Ancient Approaches to ‘Runnin’ Down a Dream’

Ancient Egyptians, Mesopotamians, Greeks, Romans, Hindus, Persians, and Hebrews, for example, all believed dreams to involve some sort of divine communication. Spirits and deceased ancestors also figured into ancient cultures’ thinking about dreams, including indigenous American and African cultures, such as the Maya and the mysterious people of the Land of Punt.

 

The point of dreams, according to many ancient cultures, was to say something about the past, present, or future. The message might be a warning for example, or guidance to help the dreamer better understand themselves. Given that dreams are peculiar – often lacking a storyline or the coherence we find in our daily lives – many of the ancient cultures developed sophisticated means of interpretation.

 

Buddha’s mother dreams (Credit: G41rn8, via Wikimedia)

 

The ancient Maya took dream interpretation seriously enough to develop a complicated system of symbols and guidebooks to facilitate the process of explaining dreams.
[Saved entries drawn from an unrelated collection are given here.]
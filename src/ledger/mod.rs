//! Update status ledger.
//!
//! One plain-text file, `update.status` under the staging root, records the
//! outcome of the most recent update check as `key=value` lines. It is the
//! contract between `check-for-update` (which writes it after staging a
//! newer version) and `apply-upgrade` (which consumes and then deletes it).
//!
//! Freshness drives the check cadence: a ledger older than seven days is
//! discarded and a full check runs; a younger one means the last check
//! still stands and the current check aborts. Inside the first six hours
//! the repeat is additionally noted in the log.

use std::path::Path;
use std::time::SystemTime;

use anyhow::{Context, Result};
use chrono::Utc;
use tracing::{debug, error, info};

use crate::constants::{LEDGER_RECENT_AGE, LEDGER_STALE_AGE};

/// Ledger keys, in the order they are written.
const KEYS: [&str; 10] = [
    "lastCheckedAt",
    "currentVersionWas",
    "latestVersionFound",
    "currentBuildNumber",
    "latestBuildNumber",
    "isOnLatest",
    "downloadUrl",
    "updateLocation",
    "backupLocation",
    "downloadFinishedAt",
];

/// Outcome of one completed update check.
///
/// Timestamps are RFC 3339 strings; build numbers are the extracted
/// integers, not the full version identifiers.
#[derive(Debug, Clone, Default, PartialEq, Eq)]
pub struct UpdateLedger {
    /// When the check ran.
    pub last_checked_at: String,
    /// Version installed at check time (from the fingerprint file).
    pub current_version_was: String,
    /// Newest version the feed offered.
    pub latest_version_found: String,
    /// Build number of the installed version.
    pub current_build_number: u32,
    /// Build number of the newest feed version.
    pub latest_build_number: u32,
    /// Whether the installed version already was the newest.
    pub is_on_latest: bool,
    /// Where the newer archive was fetched from.
    pub download_url: String,
    /// Staging directory holding the extracted newer version.
    pub update_location: String,
    /// Where the pre-swap copy of the live install went.
    pub backup_location: String,
    /// When the staging download completed.
    pub download_finished_at: String,
}

impl UpdateLedger {
    /// Current timestamp in the format the ledger stores.
    #[must_use]
    pub fn timestamp_now() -> String {
        Utc::now().to_rfc3339()
    }

    /// Serialize as `key=value` lines in the fixed key order.
    #[must_use]
    pub fn to_contents(&self) -> String {
        let values = [
            self.last_checked_at.clone(),
            self.current_version_was.clone(),
            self.latest_version_found.clone(),
            self.current_build_number.to_string(),
            self.latest_build_number.to_string(),
            self.is_on_latest.to_string(),
            self.download_url.clone(),
            self.update_location.clone(),
            self.backup_location.clone(),
            self.download_finished_at.clone(),
        ];
        KEYS.iter()
            .zip(values)
            .map(|(k, v)| format!("{k}={v}\n"))
            .collect()
    }

    /// Parse ledger contents.
    ///
    /// Values may themselves contain `=`; only the first one splits key
    /// from value. A line with no `=` at all invalidates the whole ledger:
    /// the error is logged and an empty ledger returned, so the next check
    /// proceeds as if nothing were recorded.
    #[must_use]
    pub fn from_contents(contents: &str) -> Self {
        let mut ledger = Self::default();
        for line in contents.lines().filter(|l| !l.trim().is_empty()) {
            let Some((key, value)) = line.split_once('=') else {
                error!(line, "malformed update status line; discarding ledger");
                return Self::default();
            };
            match key {
                "lastCheckedAt" => ledger.last_checked_at = value.to_string(),
                "currentVersionWas" => ledger.current_version_was = value.to_string(),
                "latestVersionFound" => ledger.latest_version_found = value.to_string(),
                "currentBuildNumber" => {
                    ledger.current_build_number = value.parse().unwrap_or_default();
                }
                "latestBuildNumber" => {
                    ledger.latest_build_number = value.parse().unwrap_or_default();
                }
                "isOnLatest" => ledger.is_on_latest = value.parse().unwrap_or_default(),
                "downloadUrl" => ledger.download_url = value.to_string(),
                "updateLocation" => ledger.update_location = value.to_string(),
                "backupLocation" => ledger.backup_location = value.to_string(),
                "downloadFinishedAt" => ledger.download_finished_at = value.to_string(),
                other => debug!(key = other, "ignoring unknown update status key"),
            }
        }
        ledger
    }

    /// Write the ledger to `path`.
    pub async fn save(&self, path: &Path) -> Result<()> {
        tokio::fs::write(path, self.to_contents())
            .await
            .with_context(|| format!("Failed to write update status to {}", path.display()))
    }

    /// Read the ledger at `path`. `Ok(None)` when no ledger exists.
    pub async fn load(path: &Path) -> Result<Option<Self>> {
        match tokio::fs::read_to_string(path).await {
            Ok(contents) => Ok(Some(Self::from_contents(&contents))),
            Err(e) if e.kind() == std::io::ErrorKind::NotFound => Ok(None),
            Err(e) => Err(e)
                .with_context(|| format!("Failed to read update status from {}", path.display())),
        }
    }

    /// Whether a newer-version staging recorded against `latest` is still
    /// in place: the recorded latest matches (case-insensitively) and the
    /// staged directory still exists.
    #[must_use]
    pub fn is_already_staged(&self, latest: &str) -> bool {
        !self.update_location.is_empty()
            && self.latest_version_found.eq_ignore_ascii_case(latest)
            && Path::new(&self.update_location).is_dir()
    }
}

/// Whether a ledger written at `modified` has expired at `now` (strictly
/// older than seven days).
#[must_use]
pub fn is_expired(modified: SystemTime, now: SystemTime) -> bool {
    match now.duration_since(modified) {
        Ok(age) => age > LEDGER_STALE_AGE,
        Err(_) => false,
    }
}

/// Whether the ledger is young enough that the repeat check is worth a
/// log line (under six hours).
#[must_use]
pub fn is_recent(modified: SystemTime, now: SystemTime) -> bool {
    match now.duration_since(modified) {
        Ok(age) => age < LEDGER_RECENT_AGE,
        Err(_) => true,
    }
}

/// Decide whether the ledger at `path` forces a fresh check.
///
/// Missing ledger: fresh check. Expired ledger: deleted, fresh check.
/// Otherwise the previous check still stands; inside the recent window the
/// repeat is noted in the log.
pub async fn needs_fresh_check(path: &Path, now: SystemTime) -> Result<bool> {
    let metadata = match tokio::fs::metadata(path).await {
        Ok(m) => m,
        Err(e) if e.kind() == std::io::ErrorKind::NotFound => return Ok(true),
        Err(e) => {
            return Err(e)
                .with_context(|| format!("Failed to stat update status: {}", path.display()));
        }
    };
    let modified = metadata
        .modified()
        .with_context(|| format!("Failed to read mtime of {}", path.display()))?;

    if is_expired(modified, now) {
        debug!(path = %path.display(), "update status expired; discarding");
        tokio::fs::remove_file(path)
            .await
            .with_context(|| format!("Failed to remove expired status: {}", path.display()))?;
        return Ok(true);
    }
    if is_recent(modified, now) {
        info!("an update check already ran within the last few hours");
    }
    Ok(false)
}

#[cfg(test)]
mod tests {
    use super::*;
    use std::time::Duration;
    use tempfile::TempDir;

    fn sample() -> UpdateLedger {
        UpdateLedger {
            last_checked_at: "2026-08-27T10:00:00+00:00".to_string(),
            current_version_was: "acme-core-v1.9_0398".to_string(),
            latest_version_found: "acme-core-v1.9_0400".to_string(),
            current_build_number: 398,
            latest_build_number: 400,
            is_on_latest: false,
            download_url: "https://dl/0400.zip?sig=a=b".to_string(),
            update_location: "/tmp/stage/acme-core-v1.9_0400".to_string(),
            backup_location: "/tmp/backup".to_string(),
            download_finished_at: "2026-08-27T10:01:30+00:00".to_string(),
        }
    }

    #[test]
    fn round_trips_through_contents() {
        let ledger = sample();
        let parsed = UpdateLedger::from_contents(&ledger.to_contents());
        assert_eq!(parsed, ledger);
    }

    #[test]
    fn values_may_contain_equals_signs() {
        let parsed = UpdateLedger::from_contents("downloadUrl=https://dl/x.zip?sig=a=b\n");
        assert_eq!(parsed.download_url, "https://dl/x.zip?sig=a=b");
    }

    #[test]
    fn malformed_line_discards_whole_ledger() {
        let contents = "latestVersionFound=acme-core-v1.9_0400\nthis line has no delimiter\n";
        let parsed = UpdateLedger::from_contents(contents);
        assert_eq!(parsed, UpdateLedger::default());
    }

    #[test]
    fn already_staged_requires_match_and_directory() {
        let temp = TempDir::new().unwrap();
        let stage = temp.path().join("acme-core-v1.9_0400");
        std::fs::create_dir(&stage).unwrap();

        let ledger = UpdateLedger {
            latest_version_found: "acme-core-v1.9_0400".to_string(),
            update_location: stage.display().to_string(),
            ..UpdateLedger::default()
        };

        assert!(ledger.is_already_staged("acme-core-v1.9_0400"));
        // Case-insensitive on the version identifier.
        assert!(ledger.is_already_staged("ACME-CORE-V1.9_0400"));
        assert!(!ledger.is_already_staged("acme-core-v1.9_0401"));

        std::fs::remove_dir(&stage).unwrap();
        assert!(!ledger.is_already_staged("acme-core-v1.9_0400"));
    }

    #[test]
    fn expiry_and_recency_windows() {
        let now = SystemTime::now();

        assert!(!is_expired(now - LEDGER_STALE_AGE, now));
        assert!(is_expired(now - LEDGER_STALE_AGE - Duration::from_secs(1), now));

        assert!(is_recent(now - Duration::from_secs(60), now));
        assert!(!is_recent(now - LEDGER_RECENT_AGE, now));
    }

    #[tokio::test]
    async fn missing_ledger_forces_fresh_check() {
        let temp = TempDir::new().unwrap();
        let path = temp.path().join("update.status");
        assert!(needs_fresh_check(&path, SystemTime::now()).await.unwrap());
        assert!(UpdateLedger::load(&path).await.unwrap().is_none());
    }

    #[tokio::test]
    async fn young_ledger_blocks_and_expired_ledger_is_deleted() {
        let temp = TempDir::new().unwrap();
        let path = temp.path().join("update.status");
        sample().save(&path).await.unwrap();

        // Just written: the previous check stands.
        assert!(!needs_fresh_check(&path, SystemTime::now()).await.unwrap());

        // Viewed from eight days later the same file has expired and is
        // removed on the way out.
        let later = SystemTime::now() + LEDGER_STALE_AGE + Duration::from_secs(3600);
        assert!(needs_fresh_check(&path, later).await.unwrap());
        assert!(!path.exists());
    }

    #[tokio::test]
    async fn save_and_load_round_trip() {
        let temp = TempDir::new().unwrap();
        let path = temp.path().join("update.status");
        let ledger = sample();
        ledger.save(&path).await.unwrap();

        let loaded = UpdateLedger::load(&path).await.unwrap().unwrap();
        assert_eq!(loaded, ledger);
    }
}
The ancient Egyptians used the Book of Dreams to guide activities such as curing illness, making political decisions, and the timing of attacking enemies. The ancient Rig Veda presented the earliest Hindu thinking on dreams, which included that violence in dreams was a manifestation of evil spirits. Later, in the Upanishads, dreams involving elephants, for example, were signs of good fortune.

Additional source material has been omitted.